>
> The data type:
> x in ndarray and x[ i ]--> int64
> type(f)                     -->   ' list '
> type( f[ 0 ] )             -->   ' tuple '
> type( f[ 0][0] )          -->  'ndarray'
> type( f[ 0 ][ 0 ][ 0]  ) -->  'int64'
>
> How do you think to avoid diversity if data type in this example? I think
>  it is not necessary to get diverse dtype as well as more than 1D array..
>

That is why I suggested this approach was better ( note the that this is
where()[0] instead of just where() as it was in my first example):

x,i=numpy.unique(y, return_inverse=True)
f=[numpy.where(i==ind)[0] for ind in range(len(x))]

type(f)     --> list
type(f[0]) --> ndarray

type(f[0][0]) is meaningless since it is just a single element in an
array.  It must be an int type of some sort of since indices have to be int
types.  x will be the same dtype as your input array.
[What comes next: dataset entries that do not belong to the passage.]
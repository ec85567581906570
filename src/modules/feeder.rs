//! # Active Feeder
//!
//! [`ActiveFeeder`] adapts two passive connectors to each other while
//! driving the run loop: whenever its idle event fires it pulls one item
//! from its active input and pushes it out of its active output. Routing
//! both connectors to the idle event disables the event as soon as either
//! side throttles, so [`Graph::run`] terminates by itself once the upstream
//! source drains (or the downstream sink stops accepting).
//!
//! Together with a [`PassiveSource`] and a [`PassiveSink`] this forms the
//! classic test harness: submit items, call `run()`, inspect the sink.
//!
//! [`Graph::run`]: crate::graph::Graph::run
//! [`PassiveSource`]: crate::modules::debug::PassiveSource
//! [`PassiveSink`]: crate::modules::debug::PassiveSink

use crate::Item;
use crate::connector::ConnectorId;
use crate::event::{EventId, EventKind};
use crate::graph::Graph;
use crate::module::{Module, ModuleHandle};
use tracing::trace;

/// Pump module: one item per idle-event delivery, input to output.
pub struct ActiveFeeder {
  /// The feeder's input; connect a passive output to it.
  pub input: ConnectorId,
  /// The feeder's output; connect it to a passive input.
  pub output: ConnectorId,
  event: EventId,
}

impl ActiveFeeder {
  /// Adds an `ActiveFeeder` to the graph.
  pub fn attach<T: Item>(graph: &mut Graph<T>, name: &str) -> ModuleHandle<Self> {
    graph.add_module(name, |m| {
      let input = m.active_input("input");
      let output = m.active_output("output");
      let event = m.event("idle", EventKind::Idle);
      // Starvation upstream or congestion downstream both stop the pump.
      m.route(input, event).id();
      m.route(event, output).id();
      Self {
        input,
        output,
        event,
      }
    })
  }

  /// The feeder's idle event.
  pub fn event(&self) -> EventId {
    self.event
  }
}

impl<T: Item> Module<T> for ActiveFeeder {
  fn on_event(&mut self, graph: &mut Graph<T>, event: EventId) {
    debug_assert_eq!(event, self.event);
    match graph.read(self.input) {
      Some(item) => graph.send(self.output, item),
      // The event raced with a throttle; nothing to forward.
      None => trace!("feeder idle tick with no item available"),
    }
  }
}

#[cfg(test)]
mod tests {
  use super::*;
  use crate::modules::debug::{PassiveSink, PassiveSource};
  use crate::scheduler::IdleScheduler;

  #[test]
  fn feeder_pumps_source_to_sink_and_run_terminates() {
    let mut graph: Graph<u32> = Graph::new("feeder");
    let source = PassiveSource::attach(&mut graph, "source");
    let feeder = ActiveFeeder::attach(&mut graph, "feeder");
    let sink = PassiveSink::attach(&mut graph, "sink");

    let source_output = graph.module(source).output;
    let feeder_input = graph.module(feeder).input;
    let feeder_output = graph.module(feeder).output;
    let sink_input = graph.module(sink).input;
    graph.connect(source_output, feeder_input).unwrap();
    graph.connect(feeder_output, sink_input).unwrap();
    graph.init().unwrap();

    PassiveSource::submit(&mut graph, source, 1);
    PassiveSource::submit(&mut graph, source, 2);
    PassiveSource::submit(&mut graph, source, 3);

    graph.run(&mut IdleScheduler::new()).unwrap();

    assert_eq!(graph.module(sink).items(), &[1, 2, 3]);
    assert!(graph.module(source).is_empty());
  }

  #[test]
  fn feeder_event_disables_while_source_is_empty() {
    let mut graph: Graph<u32> = Graph::new("feeder");
    let source = PassiveSource::attach(&mut graph, "source");
    let feeder = ActiveFeeder::attach(&mut graph, "feeder");
    let sink = PassiveSink::attach(&mut graph, "sink");

    let source_output = graph.module(source).output;
    let feeder_input = graph.module(feeder).input;
    let feeder_output = graph.module(feeder).output;
    let sink_input = graph.module(sink).input;
    graph.connect(source_output, feeder_input).unwrap();
    graph.connect(feeder_output, sink_input).unwrap();
    graph.init().unwrap();

    let idle = graph.module(feeder).event();
    assert!(!graph.event_enabled(idle));
    PassiveSource::submit(&mut graph, source, 9);
    assert!(graph.event_enabled(idle));
  }
}
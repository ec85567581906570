//! # Module Composition
//!
//! Modules are the units a pipeline is composed of. A module owns a fixed
//! set of connectors and events, declares routes between them, and
//! implements the processing logic in the [`Module`] trait's handlers.
//!
//! Modules are added to a graph with [`Graph::add_module`], which hands the
//! constructor a [`ModuleSetup`] for declaring the module's endpoints:
//!
//! ```
//! use packetweave::connector::ConnectorId;
//! use packetweave::graph::Graph;
//! use packetweave::module::Module;
//!
//! /// Forwards every item from its passive input to its active output.
//! struct Forwarder {
//!   input: ConnectorId,
//!   output: ConnectorId,
//! }
//!
//! impl Module<u32> for Forwarder {
//!   fn on_request(&mut self, graph: &mut Graph<u32>, connector: ConnectorId) {
//!     assert_eq!(connector, self.input);
//!     if let Some(item) = graph.read(self.input) {
//!       graph.send(self.output, item);
//!     }
//!   }
//! }
//!
//! let mut graph: Graph<u32> = Graph::new("example");
//! let forwarder = graph.add_module("forwarder", |m| {
//!   let input = m.passive_input("input");
//!   let output = m.active_output("output");
//!   m.route(input, output).id();
//!   Forwarder { input, output }
//! });
//! # let _ = forwarder;
//! ```
//!
//! Every connector must appear in a `route()` declaration or be explicitly
//! declared terminal with `no_route()` before [`Graph::init`] will accept
//! the graph; without flow information the throttle state of the connector
//! would be undefined.
//!
//! [`Graph::add_module`]: crate::graph::Graph::add_module
//! [`Graph::init`]: crate::graph::Graph::init

use crate::Item;
use crate::connector::{ConnectorId, ConnectorKind};
use crate::error::contract_violation;
use crate::event::{EventId, EventKind};
use crate::graph::Graph;
use crate::queueing::QueueingDiscipline;
use crate::route::{Endpoint, RouteRef};
use std::any::Any;
use std::collections::VecDeque;
use std::marker::PhantomData;

/// Identifier of a module within its [`Graph`].
#[derive(Debug, Clone, Copy, PartialEq, Eq, Hash)]
pub struct ModuleId(pub(crate) usize);

/// Behaviour of a pipeline module.
///
/// All handlers run synchronously on the single thread that drives the
/// graph, within the call stack of whatever external event initiated them.
/// A handler may itself push or pull on other connectors; the graph tolerates
/// this re-entrancy for acyclic wirings and traps when the dispatch depth
/// bound is exceeded.
///
/// Handlers receive the [`Graph`] itself as context; the module's own state
/// is borrowed out of the graph for the duration of the call, so handlers
/// have full mutable access to both.
pub trait Module<T: Item>: Any {
  /// Called exactly once per module, after the graph for a run has been
  /// wired and before the run loop starts — or, for modules added while the
  /// graph is running, as soon as the current handler returns. Must not
  /// assume any ordering relative to other modules' `init`.
  fn init(&mut self, graph: &mut Graph<T>) {
    let _ = graph;
  }

  /// A passive connector of this module was signaled: an item arrived on a
  /// passive input, or a connected active input requests an item from a
  /// passive output.
  ///
  /// The default implementation treats the call as a contract violation —
  /// every module with passive connectors that can be signaled must handle
  /// it.
  fn on_request(&mut self, graph: &mut Graph<T>, connector: ConnectorId) {
    let _ = graph;
    let _ = connector;
    contract_violation("module received a request but does not implement on_request");
  }

  /// An active connector of this module became throttled.
  fn on_throttle(&mut self, graph: &mut Graph<T>, connector: ConnectorId) {
    let _ = graph;
    let _ = connector;
  }

  /// An active connector of this module became unthrottled.
  fn on_unthrottle(&mut self, graph: &mut Graph<T>, connector: ConnectorId) {
    let _ = graph;
    let _ = connector;
  }

  /// An event registered by this module was delivered by the scheduler.
  fn on_event(&mut self, graph: &mut Graph<T>, event: EventId) {
    let _ = graph;
    let _ = event;
    contract_violation("module registered an event but does not implement on_event");
  }
}

/// Typed handle to a module stored in a graph.
///
/// Handles are cheap ids; they stay valid until the module is removed. Use
/// [`Graph::module`]/[`Graph::module_mut`] to borrow the concrete module
/// back, or [`Graph::with_module`] to drive it with graph context.
///
/// [`Graph::module`]: crate::graph::Graph::module
/// [`Graph::module_mut`]: crate::graph::Graph::module_mut
/// [`Graph::with_module`]: crate::graph::Graph::with_module
pub struct ModuleHandle<M> {
  pub(crate) id: ModuleId,
  marker: PhantomData<fn() -> M>,
}

impl<M> ModuleHandle<M> {
  pub(crate) fn new(id: ModuleId) -> Self {
    Self {
      id,
      marker: PhantomData,
    }
  }

  /// The untyped module id behind this handle.
  pub fn id(&self) -> ModuleId {
    self.id
  }
}

impl<M> Clone for ModuleHandle<M> {
  fn clone(&self) -> Self {
    *self
  }
}

impl<M> Copy for ModuleHandle<M> {}

impl<M> std::fmt::Debug for ModuleHandle<M> {
  fn fmt(&self, f: &mut std::fmt::Formatter<'_>) -> std::fmt::Result {
    f.debug_tuple("ModuleHandle").field(&self.id.0).finish()
  }
}

/// Handler invocation deferred because its module was already on the call
/// stack. Drained as soon as the module's current handler returns.
#[derive(Debug, Clone, Copy)]
pub(crate) enum PendingCall {
  Request(ConnectorId),
  Throttle(ConnectorId),
  Unthrottle(ConnectorId),
  Event(EventId),
}

/// Per-module bookkeeping held by the graph.
pub(crate) struct ModuleSlot<T> {
  pub(crate) name: String,
  /// `None` while the module is dispatched into or after removal.
  pub(crate) module: Option<Box<dyn Module<T>>>,
  pub(crate) removed: bool,
  pub(crate) connectors: Vec<ConnectorId>,
  pub(crate) events: Vec<EventId>,
  pub(crate) routes: Vec<crate::route::RouteId>,
  pub(crate) no_route: Vec<ConnectorId>,
  pub(crate) pending: VecDeque<PendingCall>,
  pub(crate) init_scheduled: bool,
}

impl<T> ModuleSlot<T> {
  pub(crate) fn new(name: String) -> Self {
    Self {
      name,
      module: None,
      removed: false,
      connectors: Vec::new(),
      events: Vec::new(),
      routes: Vec::new(),
      no_route: Vec::new(),
      pending: VecDeque::new(),
      init_scheduled: false,
    }
  }
}

/// Declaration context for a module's connectors, events and routes.
///
/// Passed to the constructor closure of [`Graph::add_module`] and returned
/// by [`Graph::extend`] for modules (joins, routers) that grow connectors
/// dynamically after construction.
///
/// [`Graph::add_module`]: crate::graph::Graph::add_module
/// [`Graph::extend`]: crate::graph::Graph::extend
pub struct ModuleSetup<'a, T: Item> {
  pub(crate) graph: &'a mut Graph<T>,
  pub(crate) module: ModuleId,
}

impl<'a, T: Item> ModuleSetup<'a, T> {
  /// The id of the module being set up.
  pub fn module_id(&self) -> ModuleId {
    self.module
  }

  /// Declares a connector that actively reads items from a connected
  /// passive output.
  pub fn active_input(&mut self, name: &str) -> ConnectorId {
    self
      .graph
      .alloc_connector(self.module, name, ConnectorKind::ActiveInput)
  }

  /// Declares a connector that actively sends items to a connected passive
  /// input.
  pub fn active_output(&mut self, name: &str) -> ConnectorId {
    self
      .graph
      .alloc_connector(self.module, name, ConnectorKind::ActiveOutput)
  }

  /// Declares a connector that receives items pushed by a connected active
  /// output. Starts with the default queueing discipline
  /// (`ThresholdQueueing::new(1, 0)`).
  pub fn passive_input(&mut self, name: &str) -> ConnectorId {
    self
      .graph
      .alloc_connector(self.module, name, ConnectorKind::PassiveInput)
  }

  /// Declares a connector that provides items to a connected active input
  /// whenever signaled.
  pub fn passive_output(&mut self, name: &str) -> ConnectorId {
    self
      .graph
      .alloc_connector(self.module, name, ConnectorKind::PassiveOutput)
  }

  /// Replaces the queueing discipline of a passive input declared by this
  /// module.
  ///
  /// # Panics
  ///
  /// Panics if `connector` is not a passive input of this module.
  pub fn qdisc(&mut self, connector: ConnectorId, qdisc: impl QueueingDiscipline) {
    self
      .graph
      .set_qdisc(self.module, connector, Some(Box::new(qdisc)));
  }

  /// Like [`qdisc`](Self::qdisc), taking an already boxed discipline.
  pub fn qdisc_boxed(&mut self, connector: ConnectorId, qdisc: Box<dyn QueueingDiscipline>) {
    self.graph.set_qdisc(self.module, connector, Some(qdisc));
  }

  /// Removes the queueing discipline of a passive input declared by this
  /// module; its native throttle state is then driven manually only.
  ///
  /// # Panics
  ///
  /// Panics if `connector` is not a passive input of this module.
  pub fn no_qdisc(&mut self, connector: ConnectorId) {
    self.graph.set_qdisc(self.module, connector, None);
  }

  /// Declares flow information between two endpoints of this module and
  /// returns a handle for adjusting the new route.
  ///
  /// A connector source must be an input and a connector target an output —
  /// within a module, data conceptually flows from inputs (or the event
  /// controlling reception) to outputs (or the event controlling
  /// generation).
  ///
  /// # Panics
  ///
  /// Panics on endpoint combinations that cannot form a route: endpoints of
  /// another module, a connector source that is not an input, a connector
  /// target that is not an output, or two events.
  pub fn route(
    &mut self,
    source: impl Into<Endpoint>,
    target: impl Into<Endpoint>,
  ) -> RouteRef<'_> {
    self
      .graph
      .add_route(self.module, source.into(), target.into())
  }

  /// Declares a connector of this module as deliberately terminal: it
  /// forwards no throttle information, but its flow role is accounted for.
  ///
  /// # Panics
  ///
  /// Panics if `connector` does not belong to this module.
  pub fn no_route(&mut self, connector: ConnectorId) {
    self.graph.mark_no_route(self.module, connector);
  }

  /// Registers an external event for this module. The module's
  /// [`Module::on_event`] handler is called whenever the scheduler delivers
  /// it.
  pub fn event(&mut self, name: &str, kind: EventKind) -> EventId {
    self.graph.alloc_event(self.module, name, kind)
  }
}
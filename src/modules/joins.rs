//! # Join Modules
//!
//! Joins funnel an arbitrary, dynamically growing number of inputs into a
//! single output. Input connectors are allocated lazily, one per connected
//! peer, through the `connect_source` helpers — before `init()` or while
//! the graph is already running.
//!
//! The two joins deliberately aggregate throttle state in opposite ways:
//!
//! - [`PassiveJoin`] is pushed into, so downstream congestion must stop
//!   *every* producer: a throttle on its output is broadcast to all inputs.
//! - [`PriorityJoin`] is pulled from, so data is available as long as *any*
//!   provider has some: its output throttles only once every input is
//!   throttled, and recovers as soon as one input does.
//!
//! The asymmetry is a consequence of push versus pull timing, not an
//! inconsistency — both policies answer "may the peer of `output` keep
//! going?" for their respective transfer direction.

use crate::Item;
use crate::connector::{ConnectorId, ConnectorKind};
use crate::error::{ConfigError, contract_violation};
use crate::graph::Graph;
use crate::module::{Module, ModuleHandle};
use tracing::trace;

/// Fan-in for pushing producers: any number of passive inputs, one active
/// output. Items are forwarded to the output the moment they arrive.
pub struct PassiveJoin {
  /// The join's output; connect it to a passive input.
  pub output: ConnectorId,
  inputs: Vec<ConnectorId>,
}

impl PassiveJoin {
  /// Adds a `PassiveJoin` with no inputs yet to the graph.
  pub fn attach<T: Item>(graph: &mut Graph<T>, name: &str) -> ModuleHandle<Self> {
    graph.add_module(name, |m| {
      let output = m.active_output("output");
      m.no_route(output);
      Self {
        output,
        inputs: Vec::new(),
      }
    })
  }

  /// Connects an active output to the join, allocating a fresh input for
  /// it.
  ///
  /// The new input carries no queueing discipline: the join forwards
  /// instantly and buffers only while throttled, so backpressure is
  /// governed entirely by the broadcast throttle below.
  pub fn connect_source<T: Item>(
    graph: &mut Graph<T>,
    this: ModuleHandle<Self>,
    source: ConnectorId,
  ) -> Result<ConnectorId, ConfigError> {
    if graph.connector_kind(source) != ConnectorKind::ActiveOutput {
      return Err(ConfigError::IncompatiblePeer {
        expected: "ActiveOutput",
        connector: source,
      });
    }
    if graph.connected(source) {
      return Err(ConfigError::AlreadyConnected { connector: source });
    }
    let index = graph.module(this).inputs.len();
    let mut setup = graph.extend(this.id());
    let input = setup.passive_input(&format!("input{index}"));
    setup.no_qdisc(input);
    setup.no_route(input);
    graph.module_mut(this).inputs.push(input);
    graph.connect(source, input)?;
    Ok(input)
  }

  /// The join's inputs, in connection order.
  pub fn inputs(&self) -> &[ConnectorId] {
    &self.inputs
  }
}

impl<T: Item> Module<T> for PassiveJoin {
  fn on_request(&mut self, graph: &mut Graph<T>, connector: ConnectorId) {
    debug_assert!(self.inputs.contains(&connector));
    let Some(item) = graph.read(connector) else {
      contract_violation("PassiveJoin input signaled without an item");
    };
    graph.send(self.output, item);
  }

  fn on_throttle(&mut self, graph: &mut Graph<T>, connector: ConnectorId) {
    debug_assert_eq!(connector, self.output);
    // Downstream cannot accept: stop every producer.
    for &input in &self.inputs {
      graph.throttle(input);
    }
  }

  fn on_unthrottle(&mut self, graph: &mut Graph<T>, connector: ConnectorId) {
    debug_assert_eq!(connector, self.output);
    for &input in &self.inputs {
      graph.unthrottle(input);
    }
  }
}

/// Fan-in for a pulling consumer: any number of active inputs, one passive
/// output. Each pull is served by the first input, in priority order, that
/// can provide an item.
pub struct PriorityJoin {
  /// The join's output; connect an active input to it.
  pub output: ConnectorId,
  inputs: Vec<ConnectorId>,
}

impl PriorityJoin {
  /// Adds a `PriorityJoin` with no inputs yet to the graph.
  pub fn attach<T: Item>(graph: &mut Graph<T>, name: &str) -> ModuleHandle<Self> {
    graph.add_module(name, |m| {
      let output = m.passive_output("output");
      m.no_route(output);
      Self {
        output,
        inputs: Vec::new(),
      }
    })
  }

  /// Connects a passive output to the join, allocating a fresh input with
  /// the lowest priority (after all existing inputs).
  pub fn connect_source<T: Item>(
    graph: &mut Graph<T>,
    this: ModuleHandle<Self>,
    source: ConnectorId,
  ) -> Result<ConnectorId, ConfigError> {
    let position = graph.module(this).inputs.len();
    Self::connect_source_at(graph, this, source, position)
  }

  /// Connects a passive output to the join at an explicit priority
  /// position; `0` is the highest priority. Existing inputs at or after
  /// `position` move down one place.
  pub fn connect_source_at<T: Item>(
    graph: &mut Graph<T>,
    this: ModuleHandle<Self>,
    source: ConnectorId,
    position: usize,
  ) -> Result<ConnectorId, ConfigError> {
    if graph.connector_kind(source) != ConnectorKind::PassiveOutput {
      return Err(ConfigError::IncompatiblePeer {
        expected: "PassiveOutput",
        connector: source,
      });
    }
    if graph.connected(source) {
      return Err(ConfigError::AlreadyConnected { connector: source });
    }
    let count = graph.module(this).inputs.len();
    let mut setup = graph.extend(this.id());
    let input = setup.active_input(&format!("input{count}"));
    setup.no_route(input);
    let join = graph.module_mut(this);
    let position = position.min(join.inputs.len());
    join.inputs.insert(position, input);
    graph.connect(source, input)?;
    Ok(input)
  }

  /// The join's inputs, highest priority first.
  pub fn inputs(&self) -> &[ConnectorId] {
    &self.inputs
  }
}

impl<T: Item> Module<T> for PriorityJoin {
  fn on_request(&mut self, graph: &mut Graph<T>, connector: ConnectorId) {
    debug_assert_eq!(connector, self.output);
    // Strict priority: earlier-connected peers win while they can deliver.
    for &input in &self.inputs {
      if !graph.ready(input) {
        continue;
      }
      match graph.read(input) {
        Some(item) => {
          graph.send(self.output, item);
          return;
        }
        None => continue,
      }
    }
    trace!("PriorityJoin pulled with every input throttled");
  }

  fn on_throttle(&mut self, graph: &mut Graph<T>, connector: ConnectorId) {
    debug_assert!(self.inputs.contains(&connector));
    if self.inputs.iter().all(|&input| graph.throttled(input)) {
      graph.throttle(self.output);
    }
  }

  fn on_unthrottle(&mut self, graph: &mut Graph<T>, connector: ConnectorId) {
    debug_assert!(self.inputs.contains(&connector));
    graph.unthrottle(self.output);
  }
}

#[cfg(test)]
mod tests {
  use super::*;
  use crate::modules::debug::{ActiveSink, ActiveSource, PassiveSink, PassiveSource};

  #[test]
  fn passive_join_forwards_from_all_sources() {
    let mut graph: Graph<u32> = Graph::new("join");
    let a = ActiveSource::attach(&mut graph, "a");
    let b = ActiveSource::attach(&mut graph, "b");
    let join = PassiveJoin::attach(&mut graph, "join");
    let sink = PassiveSink::attach(&mut graph, "sink");

    let a_out = graph.module(a).output;
    let b_out = graph.module(b).output;
    PassiveJoin::connect_source(&mut graph, join, a_out).unwrap();
    PassiveJoin::connect_source(&mut graph, join, b_out).unwrap();
    let join_out = graph.module(join).output;
    let sink_in = graph.module(sink).input;
    graph.connect(join_out, sink_in).unwrap();
    graph.init().unwrap();

    ActiveSource::submit(&mut graph, a, 1);
    ActiveSource::submit(&mut graph, b, 2);
    ActiveSource::submit(&mut graph, a, 3);
    assert_eq!(graph.module(sink).items(), &[1, 2, 3]);
  }

  #[test]
  fn passive_join_broadcasts_throttle_to_every_source() {
    let mut graph: Graph<u32> = Graph::new("join");
    let a = ActiveSource::attach(&mut graph, "a");
    let b = ActiveSource::attach(&mut graph, "b");
    let c = ActiveSource::attach(&mut graph, "c");
    let join = PassiveJoin::attach(&mut graph, "join");
    let sink = PassiveSink::attach(&mut graph, "sink");

    for source in [a, b, c] {
      let out = graph.module(source).output;
      PassiveJoin::connect_source(&mut graph, join, out).unwrap();
    }
    let join_out = graph.module(join).output;
    let sink_in = graph.module(sink).input;
    graph.connect(join_out, sink_in).unwrap();
    graph.init().unwrap();

    assert!(ActiveSource::ready(&graph, a));
    assert!(ActiveSource::ready(&graph, b));
    assert!(ActiveSource::ready(&graph, c));

    // Throttling the one sink stops all three producers...
    graph.throttle(sink_in);
    assert!(!ActiveSource::ready(&graph, a));
    assert!(!ActiveSource::ready(&graph, b));
    assert!(!ActiveSource::ready(&graph, c));

    // ...and releasing it releases all three.
    graph.unthrottle(sink_in);
    assert!(ActiveSource::ready(&graph, a));
    assert!(ActiveSource::ready(&graph, b));
    assert!(ActiveSource::ready(&graph, c));
  }

  #[test]
  fn priority_join_prefers_the_earlier_connected_source() {
    let mut graph: Graph<u32> = Graph::new("join");
    let s1 = PassiveSource::attach(&mut graph, "s1");
    let s2 = PassiveSource::attach(&mut graph, "s2");
    let join = PriorityJoin::attach(&mut graph, "join");
    let sink = ActiveSink::attach(&mut graph, "sink");

    let s1_out = graph.module(s1).output;
    let s2_out = graph.module(s2).output;
    PriorityJoin::connect_source(&mut graph, join, s1_out).unwrap();
    PriorityJoin::connect_source(&mut graph, join, s2_out).unwrap();
    let join_out = graph.module(join).output;
    let sink_in = graph.module(sink).input;
    graph.connect(join_out, sink_in).unwrap();
    graph.init().unwrap();

    // Both sources have data: s1 always wins, regardless of submit order.
    PassiveSource::submit(&mut graph, s2, 20);
    PassiveSource::submit(&mut graph, s1, 10);
    PassiveSource::submit(&mut graph, s1, 11);
    assert_eq!(ActiveSink::request(&mut graph, sink), 10);
    assert_eq!(ActiveSink::request(&mut graph, sink), 11);
    // Only once s1 drains does s2 get served.
    assert_eq!(ActiveSink::request(&mut graph, sink), 20);
  }

  #[test]
  fn priority_join_output_throttles_only_when_all_inputs_do() {
    let mut graph: Graph<u32> = Graph::new("join");
    let s1 = PassiveSource::attach(&mut graph, "s1");
    let s2 = PassiveSource::attach(&mut graph, "s2");
    let join = PriorityJoin::attach(&mut graph, "join");
    let sink = ActiveSink::attach(&mut graph, "sink");

    let s1_out = graph.module(s1).output;
    let s2_out = graph.module(s2).output;
    PriorityJoin::connect_source(&mut graph, join, s1_out).unwrap();
    PriorityJoin::connect_source(&mut graph, join, s2_out).unwrap();
    let join_out = graph.module(join).output;
    let sink_in = graph.module(sink).input;
    graph.connect(join_out, sink_in).unwrap();
    graph.init().unwrap();

    // Both sources empty: everything throttled.
    assert!(graph.throttled(join_out));
    assert!(!ActiveSink::ready(&graph, sink));

    // One source with data is enough to make the output available.
    PassiveSource::submit(&mut graph, s2, 7);
    assert!(!graph.throttled(join_out));
    assert!(ActiveSink::ready(&graph, sink));
    assert_eq!(ActiveSink::request(&mut graph, sink), 7);

    // Drained: throttled again.
    assert!(graph.throttled(join_out));
  }

  #[test]
  fn priority_join_connect_at_zero_takes_highest_priority() {
    let mut graph: Graph<u32> = Graph::new("join");
    let s1 = PassiveSource::attach(&mut graph, "s1");
    let s2 = PassiveSource::attach(&mut graph, "s2");
    let join = PriorityJoin::attach(&mut graph, "join");
    let sink = ActiveSink::attach(&mut graph, "sink");

    let s1_out = graph.module(s1).output;
    let s2_out = graph.module(s2).output;
    PriorityJoin::connect_source(&mut graph, join, s1_out).unwrap();
    PriorityJoin::connect_source_at(&mut graph, join, s2_out, 0).unwrap();
    let join_out = graph.module(join).output;
    let sink_in = graph.module(sink).input;
    graph.connect(join_out, sink_in).unwrap();
    graph.init().unwrap();

    PassiveSource::submit(&mut graph, s1, 1);
    PassiveSource::submit(&mut graph, s2, 2);
    assert_eq!(ActiveSink::request(&mut graph, sink), 2);
    assert_eq!(ActiveSink::request(&mut graph, sink), 1);
  }

  #[test]
  fn join_rejects_sources_of_the_wrong_capability() {
    let mut graph: Graph<u32> = Graph::new("join");
    let active = ActiveSource::attach(&mut graph, "active");
    let passive = PassiveSource::attach(&mut graph, "passive");
    let passive_join = PassiveJoin::attach(&mut graph, "pjoin");
    let priority_join = PriorityJoin::attach(&mut graph, "prjoin");

    let passive_out = graph.module(passive).output;
    let active_out = graph.module(active).output;
    assert!(matches!(
      PassiveJoin::connect_source(&mut graph, passive_join, passive_out),
      Err(ConfigError::IncompatiblePeer { .. })
    ));
    assert!(matches!(
      PriorityJoin::connect_source(&mut graph, priority_join, active_out),
      Err(ConfigError::IncompatiblePeer { .. })
    ));
  }
}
You could conceivably change the type of f[0] to a list, but why would you
want to?  One of the big advantages of python is that usually it doesn't
matter what the type is.  In this case, a numpy ndarray will work the same
as a list in most cases where you would want to use these sorts of indices.
It is possibly to change the ndarray to a list, but unless there is a
specific reason you need to use lists so then it is better not to.

You cannot change the list to an ndarray because the elements of the list
are different lengths.  ndarray doesn't support that.